# Bigus datus: Working with bigger than memory data in Python

> InfoGroup dataset comes in plain CSV files and is rather big. Exploring alternatives for storage and processing.

In [None]:
# hide
# all_flag
%load_ext autoreload
%autoreload 2

from ig_format.core import lsdir


# Data


In [None]:
# Validated files
print(*lsdir('./out/valid'), sep='\n')

In [None]:
# Extracts: first 100k records
print(*lsdir('./out/extracts/100k'), sep='\n')

# Overview of options

## Google BigQuery

[Official page](https://cloud.google.com/bigquery/)

Pros

- Fast
- Easy to collaborate on
- SQL syntax
- Easy to ingest raw data: no need to normalize tables

Cons

- Costs
- Requires Internet connection
- Proprietary format, lock in
- Not available in RDC

## Relational database

- Can be on-permises or cloud.
- Many alternative implementations: SQLite, Postgres, MySQL, ...

Pros

- Robust standard
- Easily portable between providers
- SQL syntax

Cons

- Slow
  - Read-only might improve speeds
- Even slower if schemas are not optimized: normalization, indexing

## Data warehouse

- Similar to GBQ, but can be installed on-premises. Unlikely in RDC.
- Columnar storage optimized for analytics.

[ClickHouse](https://clickhouse.yandex/), maybe others.

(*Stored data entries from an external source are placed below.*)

//! Google Sheets (API v4) worksheet store.
//!
//! Auth is the installed-app refresh-token grant: a long-lived refresh token
//! is exchanged for an access token once per run. Formulas are read as
//! written (`valueRenderOption=FORMULA`) so relative references survive, and
//! rows are written with `USER_ENTERED` so the sheet parses numbers, dates and
//! formulas the way typing them would.

use anyhow::{anyhow, bail, Context, Result};
use reqwest::Url;
use serde::{Deserialize, Serialize};
use serde_json::{json, Value};
use tally_core::{CellValue, Row};

use super::SheetStore;

const TOKEN_URL: &str = "https://oauth2.googleapis.com/token";
const SHEETS_URL: &str = "https://sheets.googleapis.com";
const DRIVE_FILES_URL: &str = "https://www.googleapis.com/drive/v3/files";

#[derive(Debug, Clone, Serialize, Deserialize, Default)]
#[serde(default)]
pub struct GoogleCredentials {
    pub client_id: String,
    pub client_secret: String,
    pub refresh_token: String,
}

/// How the spreadsheet is addressed.
#[derive(Debug, Clone, PartialEq, Eq)]
pub enum SpreadsheetTarget {
    Id(String),
    /// Looked up through Drive; the name must match exactly one spreadsheet.
    Name(String),
}

pub struct GoogleSheet {
    http: reqwest::Client,
    access_token: String,
    spreadsheet_id: String,
    worksheet: String,
}

#[derive(Deserialize)]
struct TokenResponse {
    access_token: String,
}

#[derive(Deserialize)]
struct DriveFiles {
    #[serde(default)]
    files: Vec<DriveFile>,
}

#[derive(Deserialize)]
struct DriveFile {
    id: String,
}

#[derive(Deserialize)]
struct ValueRange {
    #[serde(default)]
    values: Vec<Vec<Value>>,
}

impl GoogleSheet {
    pub async fn connect(
        credentials: &GoogleCredentials,
        target: &SpreadsheetTarget,
        worksheet: impl Into<String>,
    ) -> Result<Self> {
        let http = reqwest::Client::new();
        let access_token = refresh_access_token(&http, credentials).await?;

        let spreadsheet_id = match target {
            SpreadsheetTarget::Id(id) => id.clone(),
            SpreadsheetTarget::Name(name) => find_spreadsheet(&http, &access_token, name).await?,
        };

        let worksheet = worksheet.into();
        tracing::info!(%spreadsheet_id, %worksheet, "connected to Google Sheets");
        Ok(Self {
            http,
            access_token,
            spreadsheet_id,
            worksheet,
        })
    }

    fn values_url(&self, range: &str) -> Result<Url> {
        let mut url = Url::parse(SHEETS_URL)?;
        url.path_segments_mut()
            .map_err(|_| anyhow!("cannot build Sheets URL"))?
            .extend(["v4", "spreadsheets", self.spreadsheet_id.as_str(), "values", range]);
        Ok(url)
    }
}

impl SheetStore for GoogleSheet {
    async fn read_rows(&mut self) -> Result<Vec<Row>> {
        let range = quote_sheet(&self.worksheet);
        let url = self.values_url(&range)?;

        let body: ValueRange = self
            .http
            .get(url)
            .bearer_auth(&self.access_token)
            .query(&[("valueRenderOption", "FORMULA"), ("majorDimension", "ROWS")])
            .send()
            .await
            .context("Sheets values.get")?
            .error_for_status()
            .context("Sheets values.get")?
            .json()
            .await
            .context("decode Sheets values")?;

        let rows = values_to_rows(body.values);
        tracing::info!(rows = rows.len(), worksheet = %self.worksheet, "received spreadsheet");
        Ok(rows)
    }

    async fn write_row(&mut self, row_number: u32, row: &Row) -> Result<()> {
        let range = format!("{}!A{row_number}", quote_sheet(&self.worksheet));
        let url = self.values_url(&range)?;
        let body = json!({
            "range": range,
            "majorDimension": "ROWS",
            "values": [row_to_values(row)],
        });

        self.http
            .put(url)
            .bearer_auth(&self.access_token)
            .query(&[("valueInputOption", "USER_ENTERED")])
            .json(&body)
            .send()
            .await
            .context("Sheets values.update")?
            .error_for_status()
            .context("Sheets values.update")?;

        tracing::info!(row = row_number, worksheet = %self.worksheet, "spreadsheet updated");
        Ok(())
    }
}

async fn refresh_access_token(http: &reqwest::Client, credentials: &GoogleCredentials) -> Result<String> {
    if credentials.client_id.is_empty() || credentials.refresh_token.is_empty() {
        bail!("Google OAuth client/refresh token missing (set CLIENT_ID / CLIENT_SECRET / REFRESH_TOKEN or [google] in config)");
    }

    let form = [
        ("client_id", credentials.client_id.as_str()),
        ("client_secret", credentials.client_secret.as_str()),
        ("refresh_token", credentials.refresh_token.as_str()),
        ("grant_type", "refresh_token"),
    ];
    let token: TokenResponse = http
        .post(TOKEN_URL)
        .form(&form)
        .send()
        .await
        .context("Google token refresh")?
        .error_for_status()
        .context("Google token refresh")?
        .json()
        .await
        .context("decode Google token response")?;

    Ok(token.access_token)
}

async fn find_spreadsheet(http: &reqwest::Client, access_token: &str, name: &str) -> Result<String> {
    let query = format!(
        "name = '{}' and mimeType = 'application/vnd.google-apps.spreadsheet' and trashed = false",
        name.replace('\\', "\\\\").replace('\'', "\\'")
    );

    let found: DriveFiles = http
        .get(DRIVE_FILES_URL)
        .bearer_auth(access_token)
        .query(&[("q", query.as_str()), ("fields", "files(id,name)")])
        .send()
        .await
        .context("Drive files.list")?
        .error_for_status()
        .context("Drive files.list")?
        .json()
        .await
        .context("decode Drive files")?;

    match found.files.as_slice() {
        [file] => Ok(file.id.clone()),
        [] => bail!("no spreadsheet named '{name}'"),
        many => bail!("{} spreadsheets named '{name}'; set google.spreadsheet_id instead", many.len()),
    }
}

/// `Budget 2015` -> `'Budget 2015'` (quotes doubled inside).
fn quote_sheet(name: &str) -> String {
    format!("'{}'", name.replace('\'', "''"))
}

/// Sheets value grid to rows. Empty cells are dropped so a row only holds
/// what the sheet shows.
fn values_to_rows(values: Vec<Vec<Value>>) -> Vec<Row> {
    values
        .into_iter()
        .map(|cells| {
            cells
                .into_iter()
                .enumerate()
                .filter_map(|(i, v)| {
                    let value = match v {
                        Value::String(s) if s.is_empty() => return None,
                        Value::String(s) => CellValue::Text(s),
                        Value::Number(n) => CellValue::Number(n.as_f64()?),
                        Value::Bool(b) => CellValue::Text(if b { "TRUE" } else { "FALSE" }.to_string()),
                        Value::Null | Value::Array(_) | Value::Object(_) => return None,
                    };
                    Some((i as u32 + 1, value))
                })
                .collect::<Row>()
        })
        .collect()
}

/// Row to a dense value list; gaps become `null`, which the API leaves untouched.
fn row_to_values(row: &Row) -> Vec<Value> {
    row.to_dense()
        .into_iter()
        .map(|cell| match cell {
            Some(CellValue::Text(s)) => Value::String(s.clone()),
            Some(CellValue::Number(n)) => json!(n),
            None => Value::Null,
        })
        .collect()
}

#[cfg(test)]
mod tests {
    use super::*;

    #[test]
    fn test_values_to_rows() {
        let values: Vec<Vec<Value>> = serde_json::from_value(json!([
            ["Date", "Deposits", "Total"],
            ["1/1/2015", "", 500, true],
            [],
        ]))
        .unwrap();

        let rows = values_to_rows(values);
        assert_eq!(rows.len(), 3);
        assert_eq!(rows[1].get(1), Some(&CellValue::from("1/1/2015")));
        assert!(rows[1].get(2).is_none());
        assert_eq!(rows[1].get(3), Some(&CellValue::Number(500.0)));
        assert_eq!(rows[1].get(4), Some(&CellValue::from("TRUE")));
        assert!(rows[2].is_empty());
    }

    #[test]
    fn test_row_to_values_fills_gaps_with_null() {
        let row: Row = [(1, CellValue::from("3/1/2015")), (3, CellValue::Number(500.0))]
            .into_iter()
            .collect();
        assert_eq!(row_to_values(&row), vec![json!("3/1/2015"), Value::Null, json!(500.0)]);
    }

    #[test]
    fn test_quote_sheet() {
        assert_eq!(quote_sheet("Sheet1"), "'Sheet1'");
        assert_eq!(quote_sheet("Bob's"), "'Bob''s'");
    }
}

## Plain CSV + pandas or Stata

Pros

- Universally supported format
- Human readable on disk (unless compressed)

Cons

- Slow
- In-memory processing

## Parquet, Arrow, dask

- Out of core processing
- Open standard
- Difference between serialization format (on disk storage) and processing. Pandas and dask can process both CSV and parquet files.

# Installation

Create `conda` environment and install packages. `conda-forge` channel must be enabled. Some packages are pip-only.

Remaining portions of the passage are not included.